Your task
Spot each line in the data below containing "core" and copy it.

Data records
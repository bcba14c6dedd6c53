//! 统一错误处理
//!
//! 指纹计算本身是全函数，不返回错误。错误只出现在周边环节：
//! - 计划构造：列表长度超出 32 位编码范围等
//! - 配置加载：IO、TOML 解析、非法取值
//! - 计划缓存：配置非法
//!
//! `OptimizerError` 通过 `#[from]` 汇总各子错误，`OptimizerResult<T>` 为统一返回类型。

use thiserror::Error;

/// 计划构造错误
#[derive(Error, Debug, Clone, PartialEq, Eq)]
pub enum PlannerError {
    #[error("{node}: {field} 数量 {len} 超出 u32 编码范围")]
    ListTooLong {
        node: &'static str,
        field: &'static str,
        len: usize,
    },
}

/// 配置错误
#[derive(Error, Debug)]
pub enum ConfigError {
    #[error("读取配置文件失败: {0}")]
    Io(#[from] std::io::Error),

    #[error("配置文件解析失败: {0}")]
    Parse(#[from] toml::de::Error),

    #[error("配置序列化失败: {0}")]
    Serialize(#[from] toml::ser::Error),

    #[error("无效的配置项 {key}: {reason}")]
    InvalidValue { key: &'static str, reason: String },
}

/// 计划缓存错误
#[derive(Error, Debug, Clone, PartialEq, Eq)]
pub enum PlanCacheError {
    #[error("缓存大小必须大于0")]
    ZeroCapacity,

    #[error("缓存计算失败: {0}")]
    ComputationFailed(String),
}

/// 优化器统一错误类型
#[derive(Error, Debug)]
pub enum OptimizerError {
    #[error("计划错误: {0}")]
    Planner(#[from] PlannerError),

    #[error("配置错误: {0}")]
    Config(#[from] ConfigError),

    #[error("计划缓存错误: {0}")]
    PlanCache(#[from] PlanCacheError),

    #[error("日志初始化失败: {0}")]
    Logging(#[from] flexi_logger::FlexiLoggerError),
}

/// 统一的结果类型
pub type OptimizerResult<T> = Result<T, OptimizerError>;

/// 计划构造结果类型
pub type PlannerResult<T> = Result<T, PlannerError>;

/// 检查列表长度能否以 u32 编码
pub fn check_list_len(node: &'static str, field: &'static str, len: usize) -> PlannerResult<()> {
    if u32::try_from(len).is_err() {
        return Err(PlannerError::ListTooLong { node, field, len });
    }
    Ok(())
}
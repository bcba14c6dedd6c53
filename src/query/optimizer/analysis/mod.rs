//! 计划分析模块
//!
//! 提供查询计划分析功能，支持优化决策：
//! - 指纹计算：计算计划节点与子树的规范化字节指纹
//! - 引用计数分析：识别出现多次的子计划
//!
//! # 使用示例
//!
//! ```rust
//! use plan_fingerprint::query::optimizer::analysis::ReferenceCountAnalyzer;
//! use plan_fingerprint::query::planner::plan::core::{NodeIdGenerator, PlanNodeEnum, TableDualNode};
//!
//! let id_gen = NodeIdGenerator::new();
//! let plan: PlanNodeEnum = TableDualNode::new(&id_gen, 1).into();
//! let analysis = ReferenceCountAnalyzer::new().analyze(&plan);
//! assert_eq!(analysis.repeated_count(), 0);
//! ```

pub mod fingerprint;
pub mod reference_count;

pub use fingerprint::{FingerprintCalculator, PlanFingerprint};
pub use reference_count::{
    ReferenceCountAnalysis, ReferenceCountAnalyzer, SubplanId, SubplanReferenceInfo,
};
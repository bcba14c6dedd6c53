//! 常量值指纹编码
//!
//! 每种值类型以 1 字节类型标记开头，变长内容带长度前缀。

use super::types::Value;
use crate::core::codec::{append_length_prefixed, append_u64_be, append_u8, Fingerprint};

const VALUE_NULL_TAG: u8 = 0x00;
const VALUE_BOOL_TAG: u8 = 0x01;
const VALUE_INT_TAG: u8 = 0x02;
const VALUE_FLOAT_TAG: u8 = 0x03;
const VALUE_STRING_TAG: u8 = 0x04;
const VALUE_BYTES_TAG: u8 = 0x05;

/// 所有 NaN 统一编码为同一位模式
const CANONICAL_NAN_BITS: u64 = 0x7ff8_0000_0000_0000;

/// 将值编码追加到缓冲区
pub fn encode_value(buf: &mut Vec<u8>, value: &Value) {
    match value {
        Value::Null => append_u8(buf, VALUE_NULL_TAG),
        Value::Bool(b) => {
            append_u8(buf, VALUE_BOOL_TAG);
            append_u8(buf, u8::from(*b));
        }
        Value::Int(i) => {
            append_u8(buf, VALUE_INT_TAG);
            append_u64_be(buf, *i as u64);
        }
        Value::Float(f) => {
            append_u8(buf, VALUE_FLOAT_TAG);
            append_u64_be(buf, canonical_float_bits(*f));
        }
        Value::String(s) => {
            append_u8(buf, VALUE_STRING_TAG);
            append_length_prefixed(buf, s.as_bytes());
        }
        Value::Bytes(b) => {
            append_u8(buf, VALUE_BYTES_TAG);
            append_length_prefixed(buf, b);
        }
    }
}

/// 浮点数规范位表示：+0.0 与 -0.0 相同，所有 NaN 相同
fn canonical_float_bits(f: f64) -> u64 {
    if f.is_nan() {
        CANONICAL_NAN_BITS
    } else if f == 0.0 {
        0.0_f64.to_bits()
    } else {
        f.to_bits()
    }
}

impl Fingerprint for Value {
    fn fingerprint(&self) -> Vec<u8> {
        let mut buf = Vec::with_capacity(9);
        encode_value(&mut buf, self);
        buf
    }
}

#[cfg(test)]
mod tests {
    use super::*;

    #[test]
    fn test_int_encoding() {
        assert_eq!(
            Value::Int(-1).fingerprint(),
            vec![VALUE_INT_TAG, 0xFF, 0xFF, 0xFF, 0xFF, 0xFF, 0xFF, 0xFF, 0xFF]
        );
    }

    #[test]
    fn test_float_zero_and_nan_are_canonical() {
        assert_eq!(Value::Float(0.0).fingerprint(), Value::Float(-0.0).fingerprint());
        assert_eq!(
            Value::Float(f64::NAN).fingerprint(),
            Value::Float(-f64::NAN).fingerprint()
        );
        assert_ne!(Value::Float(1.0).fingerprint(), Value::Float(2.0).fingerprint());
    }

    #[test]
    fn test_type_tag_discriminates() {
        // 整数 0 与布尔 false 的负载都为零，类型标记必须区分
        assert_ne!(Value::Int(0).fingerprint(), Value::Bool(false).fingerprint());
        assert_ne!(
            Value::String("a".to_string()).fingerprint(),
            Value::Bytes(b"a".to_vec()).fingerprint()
        );
    }

    #[test]
    fn test_string_is_length_prefixed() {
        assert_eq!(
            Value::from("ab").fingerprint(),
            vec![VALUE_STRING_TAG, 0, 0, 0, 2, b'a', b'b']
        );
        assert_eq!(Value::Null.fingerprint(), vec![VALUE_NULL_TAG]);
    }
}
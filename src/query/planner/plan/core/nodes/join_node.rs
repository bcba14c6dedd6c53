//! 连接节点实现
//!
//! JoinNode 按连接类型合并左右两个输入

use std::fmt;

use super::plan_node_enum::PlanNodeEnum;
use crate::core::error::{check_list_len, PlannerResult};
use crate::core::Expression;
use crate::define_plan_node;
use crate::query::planner::plan::core::NodeIdGenerator;

/// 连接类型
#[derive(Debug, Clone, Copy, PartialEq, Eq, Hash)]
pub enum JoinType {
    Inner,
    LeftOuter,
    RightOuter,
    Semi,
    AntiSemi,
    Cross,
}

impl JoinType {
    pub fn name(&self) -> &'static str {
        match self {
            JoinType::Inner => "inner join",
            JoinType::LeftOuter => "left outer join",
            JoinType::RightOuter => "right outer join",
            JoinType::Semi => "semi join",
            JoinType::AntiSemi => "anti semi join",
            JoinType::Cross => "cross join",
        }
    }
}

impl fmt::Display for JoinType {
    fn fmt(&self, f: &mut fmt::Formatter<'_>) -> fmt::Result {
        write!(f, "{}", self.name())
    }
}

define_plan_node! {
    pub struct JoinNode {
        join_type: JoinType,
        equal_conditions: Vec<Expression>,
        other_conditions: Vec<Expression>,
    }
    plan_type: Join
    input: BinaryInputNode
}

impl JoinNode {
    /// 创建新的连接节点
    pub fn new(
        id_gen: &NodeIdGenerator,
        left: PlanNodeEnum,
        right: PlanNodeEnum,
        join_type: JoinType,
        equal_conditions: Vec<Expression>,
        other_conditions: Vec<Expression>,
    ) -> PlannerResult<Self> {
        check_list_len("Join", "equal_conditions", equal_conditions.len())?;
        check_list_len("Join", "other_conditions", other_conditions.len())?;
        Ok(Self {
            id: id_gen.next_id(),
            block_offset: 0,
            left: Box::new(left),
            right: Box::new(right),
            join_type,
            equal_conditions,
            other_conditions,
        })
    }

    pub fn join_type(&self) -> JoinType {
        self.join_type
    }

    /// 等值连接条件
    pub fn equal_conditions(&self) -> &[Expression] {
        &self.equal_conditions
    }

    /// 非等值连接条件
    pub fn other_conditions(&self) -> &[Expression] {
        &self.other_conditions
    }
}

#[cfg(test)]
mod tests {
    use super::*;
    use crate::core::ScalarOperator;
    use crate::query::planner::plan::core::nodes::plan_node_traits::BinaryInputNode;
    use crate::query::planner::plan::core::{DataSourceNode, TableDualNode};

    #[test]
    fn test_join_node_creation() {
        let id_gen = NodeIdGenerator::new();
        let left = DataSourceNode::new(&id_gen, "t1", vec![Expression::column(1, "t1.a")])
            .expect("DataSource node should be created successfully");
        let right = DataSourceNode::new(&id_gen, "t2", vec![Expression::column(2, "t2.a")])
            .expect("DataSource node should be created successfully");
        let cond = Expression::binary(
            ScalarOperator::Eq,
            Expression::column(1, "t1.a"),
            Expression::column(2, "t2.a"),
        );

        let mut node = JoinNode::new(
            &id_gen,
            PlanNodeEnum::DataSource(left),
            PlanNodeEnum::DataSource(right),
            JoinType::Inner,
            vec![cond],
            vec![],
        )
        .expect("Join node should be created successfully");

        assert_eq!(node.type_name(), "JoinNode");
        assert_eq!(node.join_type().to_string(), "inner join");
        assert_eq!(node.left_input().name(), "DataSourceNode");
        assert_eq!(node.equal_conditions().len(), 1);

        node.set_right_input(PlanNodeEnum::TableDual(TableDualNode::new(&id_gen, 1)));
        assert_eq!(node.right_input().name(), "TableDualNode");
    }
}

Result
//! use plan_fingerprint::query::planner::plan::core::{NodeIdGenerator, PlanNodeEnum, TableDualNode};
use crate::core::codec::{append_length_prefixed, append_u64_be, append_u8, Fingerprint};
filename src/query/planner/plan/core/nodes/join_node.rs
use crate::core::error::{check_list_len, PlannerResult};
use crate::core::Expression;
use crate::query::planner::plan::core::NodeIdGenerator;
    use crate::core::ScalarOperator;
    use crate::query::planner::plan::core::nodes::plan_node_traits::BinaryInputNode;
    use crate::query::planner::plan::core::{DataSourceNode, TableDualNode};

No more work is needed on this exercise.